Your assignment: Print the first line of the records below and every line after it, up to and including the line with "it; the only". Print nothing else.

Exercise data:
————

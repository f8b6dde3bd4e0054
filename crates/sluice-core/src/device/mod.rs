//! Device context shared between the application and a backend
//!
//! The context carries the requested (and, after configuration, the
//! negotiated) stream format, the render callback used by playback, the
//! device clock and the connectivity flag. Backends read it; the only
//! state they write is the negotiated format and the connectivity flag.

use std::sync::atomic::{AtomicBool, AtomicU64, Ordering};
use std::sync::{Mutex, MutexGuard};
use std::time::Duration;

use crate::types::DeviceFormat;

/// Lock a mutex, recovering the data if a holder panicked
pub(crate) fn lock<T: ?Sized>(mutex: &Mutex<T>) -> MutexGuard<'_, T> {
    mutex.lock().unwrap_or_else(|poisoned| poisoned.into_inner())
}

/// Producer of playback audio
///
/// Called only from a playback engine's render thread.
pub trait Renderer: Send {
    /// Write `frames` interleaved frames into `dest`
    ///
    /// `dest` holds exactly `frames * channel_stride * sample bytes` bytes
    /// in the format the device was configured with.
    fn render(&mut self, dest: &mut [u8], frames: usize, channel_stride: usize, format: &DeviceFormat);
}

/// Renderer that outputs digital silence
#[derive(Debug, Default)]
pub struct SilenceRenderer;

impl Renderer for SilenceRenderer {
    fn render(&mut self, dest: &mut [u8], _frames: usize, _stride: usize, format: &DeviceFormat) {
        dest.fill(format.sample_type.silence());
    }
}

/// Device clock time paired with the audio still queued ahead of it
#[derive(Debug, Clone, Copy, PartialEq, Eq, Default)]
pub struct ClockLatency {
    pub clock_time: Duration,
    pub latency: Duration,
}

/// Shared device state consumed by backends
pub struct DeviceContext {
    format: Mutex<DeviceFormat>,
    renderer: Mutex<Box<dyn Renderer>>,
    connected: AtomicBool,
    disconnect_reason: Mutex<Option<String>>,
    /// Frames rendered since the clock base was last set
    frames_done: AtomicU64,
    clock_base_ns: AtomicU64,
}

impl DeviceContext {
    /// Create a context requesting `format`, rendering silence
    pub fn new(format: DeviceFormat) -> Self {
        Self::with_renderer(format, Box::new(SilenceRenderer))
    }

    pub fn with_renderer(format: DeviceFormat, renderer: Box<dyn Renderer>) -> Self {
        Self {
            format: Mutex::new(format),
            renderer: Mutex::new(renderer),
            connected: AtomicBool::new(true),
            disconnect_reason: Mutex::new(None),
            frames_done: AtomicU64::new(0),
            clock_base_ns: AtomicU64::new(0),
        }
    }

    /// Current format (requested, or negotiated once configured)
    pub fn format(&self) -> DeviceFormat {
        *lock(&self.format)
    }

    /// Store a negotiated format
    pub fn set_format(&self, format: DeviceFormat) {
        *lock(&self.format) = format;
    }

    pub fn channel_count(&self) -> usize {
        self.format().channel_count()
    }

    pub fn frame_size(&self) -> usize {
        self.format().frame_size()
    }

    pub fn sample_bytes(&self) -> usize {
        self.format().sample_bytes()
    }

    pub fn frequency(&self) -> u32 {
        self.format().frequency
    }

    pub fn update_size(&self) -> u32 {
        self.format().update_size
    }

    pub fn buffer_size(&self) -> u32 {
        self.format().buffer_size
    }

    /// Replace the render callback
    pub fn set_renderer(&self, renderer: Box<dyn Renderer>) {
        *lock(&self.renderer) = renderer;
    }

    /// Pull `frames` frames of rendered audio into `dest`
    ///
    /// Advances the device clock by the rendered frame count.
    pub fn render_samples(&self, dest: &mut [u8], frames: usize, channel_stride: usize) {
        let format = self.format();
        {
            let mut renderer = lock(&self.renderer);
            renderer.render(dest, frames, channel_stride, &format);
        }
        self.frames_done.fetch_add(frames as u64, Ordering::AcqRel);
    }

    /// Device clock: clock base plus rendered frames at the device rate
    pub fn clock_time(&self) -> Duration {
        let base = Duration::from_nanos(self.clock_base_ns.load(Ordering::Acquire));
        let frequency = self.frequency().max(1) as u64;
        let frames = self.frames_done.load(Ordering::Acquire);
        let secs = frames / frequency;
        let rem = frames % frequency;
        base + Duration::from_secs(secs) + Duration::from_nanos(rem * 1_000_000_000 / frequency)
    }

    /// Fold the rendered frames into the clock base
    ///
    /// Called before the frequency changes so the clock stays monotonic.
    pub fn rebase_clock(&self) {
        let now = self.clock_time();
        self.clock_base_ns
            .store(now.as_nanos() as u64, Ordering::Release);
        self.frames_done.store(0, Ordering::Release);
    }

    /// Whether the device is still usable
    pub fn is_connected(&self) -> bool {
        self.connected.load(Ordering::Acquire)
    }

    /// Mark the device as lost
    ///
    /// Only the first call after a (re)connect logs and records its reason.
    pub fn handle_disconnect(&self, reason: impl Into<String>) {
        if !self.connected.swap(false, Ordering::AcqRel) {
            return;
        }
        let reason = reason.into();
        log::error!("Device disconnected: {}", reason);
        *lock(&self.disconnect_reason) = Some(reason);
    }

    /// Reason recorded by the last disconnect, if any
    pub fn disconnect_reason(&self) -> Option<String> {
        lock(&self.disconnect_reason).clone()
    }

    /// Re-arm the connectivity flag after an explicit open or reset
    pub fn reconnect(&self) {
        if !self.connected.swap(true, Ordering::AcqRel) {
            log::info!("Device reconnected");
        }
        *lock(&self.disconnect_reason) = None;
    }
}

impl std::fmt::Debug for DeviceContext {
    fn fmt(&self, f: &mut std::fmt::Formatter<'_>) -> std::fmt::Result {
        f.debug_struct("DeviceContext")
            .field("format", &self.format())
            .field("connected", &self.is_connected())
            .finish()
    }
}

#[cfg(test)]
mod tests {
    use super::*;
    use crate::types::SampleType;

    struct Ramp(u8);

    impl Renderer for Ramp {
        fn render(&mut self, dest: &mut [u8], _frames: usize, _stride: usize, _format: &DeviceFormat) {
            for b in dest.iter_mut() {
                *b = self.0;
                self.0 = self.0.wrapping_add(1);
            }
        }
    }

    #[test]
    fn test_disconnect_records_first_reason_only() {
        let device = DeviceContext::new(DeviceFormat::default());
        assert!(device.is_connected());

        device.handle_disconnect("first");
        device.handle_disconnect("second");
        assert!(!device.is_connected());
        assert_eq!(device.disconnect_reason().as_deref(), Some("first"));

        device.reconnect();
        assert!(device.is_connected());
        assert_eq!(device.disconnect_reason(), None);
    }

    #[test]
    fn test_render_advances_clock() {
        let format = DeviceFormat {
            frequency: 1000,
            ..DeviceFormat::default()
        };
        let device = DeviceContext::with_renderer(format, Box::new(Ramp(0)));
        let mut buf = vec![0u8; 250 * format.frame_size()];
        device.render_samples(&mut buf, 250, format.channel_count());

        assert_eq!(buf[0], 0);
        assert_eq!(buf[5], 5);
        assert_eq!(device.clock_time(), Duration::from_millis(250));

        device.rebase_clock();
        assert_eq!(device.clock_time(), Duration::from_millis(250));
    }

    #[test]
    fn test_silence_renderer_uses_format_midpoint() {
        let format = DeviceFormat {
            sample_type: SampleType::UByte,
            ..DeviceFormat::default()
        };
        let device = DeviceContext::new(format);
        let mut buf = vec![0u8; 16];
        device.render_samples(&mut buf, 8, 2);
        assert!(buf.iter().all(|&b| b == 0x80));
    }
}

————

Task output:
repository f8b6dde3bd4e0054
filename crates/sluice-core/src/device/mod.rs
//! Device context shared between the application and a backend
//!
//! The context carries the requested (and, after configuration, the
//! negotiated) stream format, the render callback used by playback, the
//! device clock and the connectivity flag. Backends read it; the only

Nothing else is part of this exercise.